**Stored items from a collection:**
[Start of Attachment]

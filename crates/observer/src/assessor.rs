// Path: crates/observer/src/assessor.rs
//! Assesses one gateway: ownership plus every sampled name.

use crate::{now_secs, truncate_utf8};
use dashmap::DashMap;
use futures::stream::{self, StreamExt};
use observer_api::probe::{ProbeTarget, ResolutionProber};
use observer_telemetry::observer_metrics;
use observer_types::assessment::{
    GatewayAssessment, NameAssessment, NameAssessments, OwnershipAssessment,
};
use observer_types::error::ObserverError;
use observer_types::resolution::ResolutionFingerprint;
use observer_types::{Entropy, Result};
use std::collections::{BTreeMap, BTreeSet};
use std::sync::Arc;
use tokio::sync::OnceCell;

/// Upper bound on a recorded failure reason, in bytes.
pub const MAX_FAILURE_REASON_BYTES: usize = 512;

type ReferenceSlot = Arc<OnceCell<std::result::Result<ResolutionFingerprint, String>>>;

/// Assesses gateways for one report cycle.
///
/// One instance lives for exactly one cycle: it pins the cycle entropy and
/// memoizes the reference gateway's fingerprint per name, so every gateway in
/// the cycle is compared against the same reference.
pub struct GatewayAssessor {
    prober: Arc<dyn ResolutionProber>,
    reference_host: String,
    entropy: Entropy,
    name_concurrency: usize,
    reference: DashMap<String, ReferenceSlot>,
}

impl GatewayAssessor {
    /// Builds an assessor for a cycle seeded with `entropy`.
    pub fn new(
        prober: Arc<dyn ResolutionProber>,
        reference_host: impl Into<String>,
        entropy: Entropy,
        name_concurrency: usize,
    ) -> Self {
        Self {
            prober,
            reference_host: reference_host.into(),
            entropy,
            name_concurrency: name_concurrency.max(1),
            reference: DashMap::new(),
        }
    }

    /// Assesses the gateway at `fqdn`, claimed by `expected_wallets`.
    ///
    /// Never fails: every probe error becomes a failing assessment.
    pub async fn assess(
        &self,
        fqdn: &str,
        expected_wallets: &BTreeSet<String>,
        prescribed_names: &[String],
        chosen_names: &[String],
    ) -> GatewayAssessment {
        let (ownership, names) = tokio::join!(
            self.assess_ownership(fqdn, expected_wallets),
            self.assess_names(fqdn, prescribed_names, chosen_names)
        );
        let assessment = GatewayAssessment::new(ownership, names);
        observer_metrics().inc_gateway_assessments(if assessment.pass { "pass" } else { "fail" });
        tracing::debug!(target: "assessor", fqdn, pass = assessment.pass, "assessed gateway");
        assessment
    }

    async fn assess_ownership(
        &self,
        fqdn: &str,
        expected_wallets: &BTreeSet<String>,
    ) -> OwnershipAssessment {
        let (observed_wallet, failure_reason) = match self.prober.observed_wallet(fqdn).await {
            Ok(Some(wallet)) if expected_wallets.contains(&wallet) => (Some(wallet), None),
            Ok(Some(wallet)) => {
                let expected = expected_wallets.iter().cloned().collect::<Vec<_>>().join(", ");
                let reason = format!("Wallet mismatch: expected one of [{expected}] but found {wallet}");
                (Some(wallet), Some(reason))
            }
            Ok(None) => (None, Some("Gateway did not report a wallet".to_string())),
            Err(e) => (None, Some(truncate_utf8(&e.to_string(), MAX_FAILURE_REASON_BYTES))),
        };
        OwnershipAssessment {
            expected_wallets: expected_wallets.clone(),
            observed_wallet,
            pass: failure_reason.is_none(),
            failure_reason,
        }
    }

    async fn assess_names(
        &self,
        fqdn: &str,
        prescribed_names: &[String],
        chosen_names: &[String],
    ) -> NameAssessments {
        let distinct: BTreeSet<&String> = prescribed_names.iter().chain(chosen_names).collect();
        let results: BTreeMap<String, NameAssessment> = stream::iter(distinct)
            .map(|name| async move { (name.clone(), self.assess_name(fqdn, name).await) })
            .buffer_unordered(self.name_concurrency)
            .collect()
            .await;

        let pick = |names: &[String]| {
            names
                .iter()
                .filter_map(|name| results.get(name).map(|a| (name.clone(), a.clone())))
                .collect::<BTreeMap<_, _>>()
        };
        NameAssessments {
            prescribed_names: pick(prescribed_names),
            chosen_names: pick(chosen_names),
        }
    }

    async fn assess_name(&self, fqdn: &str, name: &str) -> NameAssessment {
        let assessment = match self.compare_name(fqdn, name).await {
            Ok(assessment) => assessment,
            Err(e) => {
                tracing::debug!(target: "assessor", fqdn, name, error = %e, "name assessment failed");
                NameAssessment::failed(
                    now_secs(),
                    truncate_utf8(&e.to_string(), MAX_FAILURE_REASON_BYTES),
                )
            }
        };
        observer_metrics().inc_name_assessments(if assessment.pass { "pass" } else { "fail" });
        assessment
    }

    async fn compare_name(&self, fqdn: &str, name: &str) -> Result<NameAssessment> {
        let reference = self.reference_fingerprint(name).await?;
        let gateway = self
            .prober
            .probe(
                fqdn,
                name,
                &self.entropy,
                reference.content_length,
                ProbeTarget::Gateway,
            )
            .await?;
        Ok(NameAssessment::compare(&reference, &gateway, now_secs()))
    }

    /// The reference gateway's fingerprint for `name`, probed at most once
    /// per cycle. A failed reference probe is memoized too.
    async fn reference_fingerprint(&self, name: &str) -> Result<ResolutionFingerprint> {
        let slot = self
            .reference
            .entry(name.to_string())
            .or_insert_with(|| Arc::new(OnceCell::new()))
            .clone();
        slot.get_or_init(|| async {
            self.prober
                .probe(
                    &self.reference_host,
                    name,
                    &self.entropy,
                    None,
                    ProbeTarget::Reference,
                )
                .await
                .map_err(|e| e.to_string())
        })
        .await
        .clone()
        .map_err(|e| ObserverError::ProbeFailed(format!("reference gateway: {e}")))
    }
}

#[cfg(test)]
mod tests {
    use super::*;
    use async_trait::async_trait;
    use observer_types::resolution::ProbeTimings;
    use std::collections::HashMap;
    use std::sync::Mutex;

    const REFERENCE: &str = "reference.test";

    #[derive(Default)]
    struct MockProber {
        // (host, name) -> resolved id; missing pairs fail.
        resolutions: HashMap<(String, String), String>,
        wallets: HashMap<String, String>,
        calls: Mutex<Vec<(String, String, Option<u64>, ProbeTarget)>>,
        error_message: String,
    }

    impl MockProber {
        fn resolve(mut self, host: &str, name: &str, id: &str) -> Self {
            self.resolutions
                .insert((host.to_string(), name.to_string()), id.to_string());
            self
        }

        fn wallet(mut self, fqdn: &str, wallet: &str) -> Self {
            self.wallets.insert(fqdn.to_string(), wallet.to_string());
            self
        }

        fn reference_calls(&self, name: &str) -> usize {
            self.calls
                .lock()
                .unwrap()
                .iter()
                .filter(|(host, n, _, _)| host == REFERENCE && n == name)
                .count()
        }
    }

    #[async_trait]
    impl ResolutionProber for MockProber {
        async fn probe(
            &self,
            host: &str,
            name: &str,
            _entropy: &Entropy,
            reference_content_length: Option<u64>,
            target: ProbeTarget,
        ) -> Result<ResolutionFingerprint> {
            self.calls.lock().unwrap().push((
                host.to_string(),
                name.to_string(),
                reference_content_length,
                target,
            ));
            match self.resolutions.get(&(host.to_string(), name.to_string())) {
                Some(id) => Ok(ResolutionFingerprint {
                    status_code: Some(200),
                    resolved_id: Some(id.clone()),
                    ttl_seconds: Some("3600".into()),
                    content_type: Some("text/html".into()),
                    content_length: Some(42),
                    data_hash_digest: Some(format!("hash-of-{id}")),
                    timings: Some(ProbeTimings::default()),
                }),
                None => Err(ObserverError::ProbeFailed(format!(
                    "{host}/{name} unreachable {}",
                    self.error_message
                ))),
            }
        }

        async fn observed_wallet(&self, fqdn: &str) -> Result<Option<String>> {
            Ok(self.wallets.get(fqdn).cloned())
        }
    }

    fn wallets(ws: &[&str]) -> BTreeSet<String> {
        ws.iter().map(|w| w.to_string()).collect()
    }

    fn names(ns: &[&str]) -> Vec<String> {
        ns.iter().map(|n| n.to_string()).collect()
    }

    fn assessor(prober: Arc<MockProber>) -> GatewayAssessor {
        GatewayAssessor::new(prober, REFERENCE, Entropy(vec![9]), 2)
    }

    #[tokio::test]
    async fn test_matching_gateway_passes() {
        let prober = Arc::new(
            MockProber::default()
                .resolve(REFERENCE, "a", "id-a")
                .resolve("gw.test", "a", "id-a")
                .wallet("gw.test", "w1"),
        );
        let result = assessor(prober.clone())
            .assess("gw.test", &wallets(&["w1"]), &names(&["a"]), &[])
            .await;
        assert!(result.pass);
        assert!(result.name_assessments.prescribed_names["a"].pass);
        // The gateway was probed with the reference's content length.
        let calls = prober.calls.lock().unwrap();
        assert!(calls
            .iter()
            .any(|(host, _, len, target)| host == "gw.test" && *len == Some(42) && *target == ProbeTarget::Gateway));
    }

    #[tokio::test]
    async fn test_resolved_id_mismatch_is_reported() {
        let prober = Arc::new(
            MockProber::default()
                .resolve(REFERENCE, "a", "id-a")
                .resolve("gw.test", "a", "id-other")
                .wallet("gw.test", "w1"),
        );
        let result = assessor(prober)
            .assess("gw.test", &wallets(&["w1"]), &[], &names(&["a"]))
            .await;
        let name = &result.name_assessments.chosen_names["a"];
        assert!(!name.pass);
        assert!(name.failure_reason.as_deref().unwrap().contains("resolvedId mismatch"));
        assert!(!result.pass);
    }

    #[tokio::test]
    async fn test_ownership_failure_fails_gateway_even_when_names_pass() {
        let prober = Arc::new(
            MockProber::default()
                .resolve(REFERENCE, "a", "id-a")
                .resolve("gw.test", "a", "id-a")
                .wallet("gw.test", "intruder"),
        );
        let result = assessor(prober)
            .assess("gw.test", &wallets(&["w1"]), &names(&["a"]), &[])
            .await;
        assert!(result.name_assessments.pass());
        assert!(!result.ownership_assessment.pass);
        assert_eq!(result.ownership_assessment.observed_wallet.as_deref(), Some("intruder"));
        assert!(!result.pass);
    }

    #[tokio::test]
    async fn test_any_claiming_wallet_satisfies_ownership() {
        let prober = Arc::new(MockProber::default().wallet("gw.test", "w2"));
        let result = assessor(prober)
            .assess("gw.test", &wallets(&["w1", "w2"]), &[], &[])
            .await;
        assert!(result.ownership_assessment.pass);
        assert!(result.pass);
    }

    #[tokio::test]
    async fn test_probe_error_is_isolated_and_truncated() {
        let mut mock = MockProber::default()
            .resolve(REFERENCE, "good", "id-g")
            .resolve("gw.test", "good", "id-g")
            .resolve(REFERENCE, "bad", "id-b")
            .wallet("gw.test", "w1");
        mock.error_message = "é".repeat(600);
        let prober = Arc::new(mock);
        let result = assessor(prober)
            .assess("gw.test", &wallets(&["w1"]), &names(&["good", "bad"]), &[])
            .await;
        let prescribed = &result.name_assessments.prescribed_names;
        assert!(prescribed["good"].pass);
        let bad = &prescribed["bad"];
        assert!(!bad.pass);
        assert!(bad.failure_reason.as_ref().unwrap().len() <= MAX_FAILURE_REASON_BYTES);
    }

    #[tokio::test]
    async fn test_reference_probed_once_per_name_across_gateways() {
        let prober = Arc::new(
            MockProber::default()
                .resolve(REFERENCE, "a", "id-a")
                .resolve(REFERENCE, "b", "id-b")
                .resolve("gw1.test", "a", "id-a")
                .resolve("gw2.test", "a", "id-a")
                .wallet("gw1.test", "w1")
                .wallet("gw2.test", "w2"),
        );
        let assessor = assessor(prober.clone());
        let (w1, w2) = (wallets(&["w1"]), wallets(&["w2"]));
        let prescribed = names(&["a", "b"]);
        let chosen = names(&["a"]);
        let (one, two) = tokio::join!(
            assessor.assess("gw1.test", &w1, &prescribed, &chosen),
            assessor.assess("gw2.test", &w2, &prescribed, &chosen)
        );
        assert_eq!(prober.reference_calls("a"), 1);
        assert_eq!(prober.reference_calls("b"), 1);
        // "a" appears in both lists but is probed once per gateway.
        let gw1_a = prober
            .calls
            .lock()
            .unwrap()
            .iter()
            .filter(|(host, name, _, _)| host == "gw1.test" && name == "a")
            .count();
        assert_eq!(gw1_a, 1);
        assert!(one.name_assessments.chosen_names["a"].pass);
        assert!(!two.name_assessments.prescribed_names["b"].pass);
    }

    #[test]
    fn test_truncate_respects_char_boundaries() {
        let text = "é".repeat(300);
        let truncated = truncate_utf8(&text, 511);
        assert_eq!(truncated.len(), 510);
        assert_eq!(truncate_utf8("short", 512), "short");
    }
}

[End of Attachment]

**Exercise prompt:**
Filter the lines above, keeping and copying those that contain "GatewayAssessment".

**Answer to this exercise:**
    GatewayAssessment, NameAssessment, NameAssessments, OwnershipAssessment,
    ) -> GatewayAssessment {
        let assessment = GatewayAssessment::new(ownership, names);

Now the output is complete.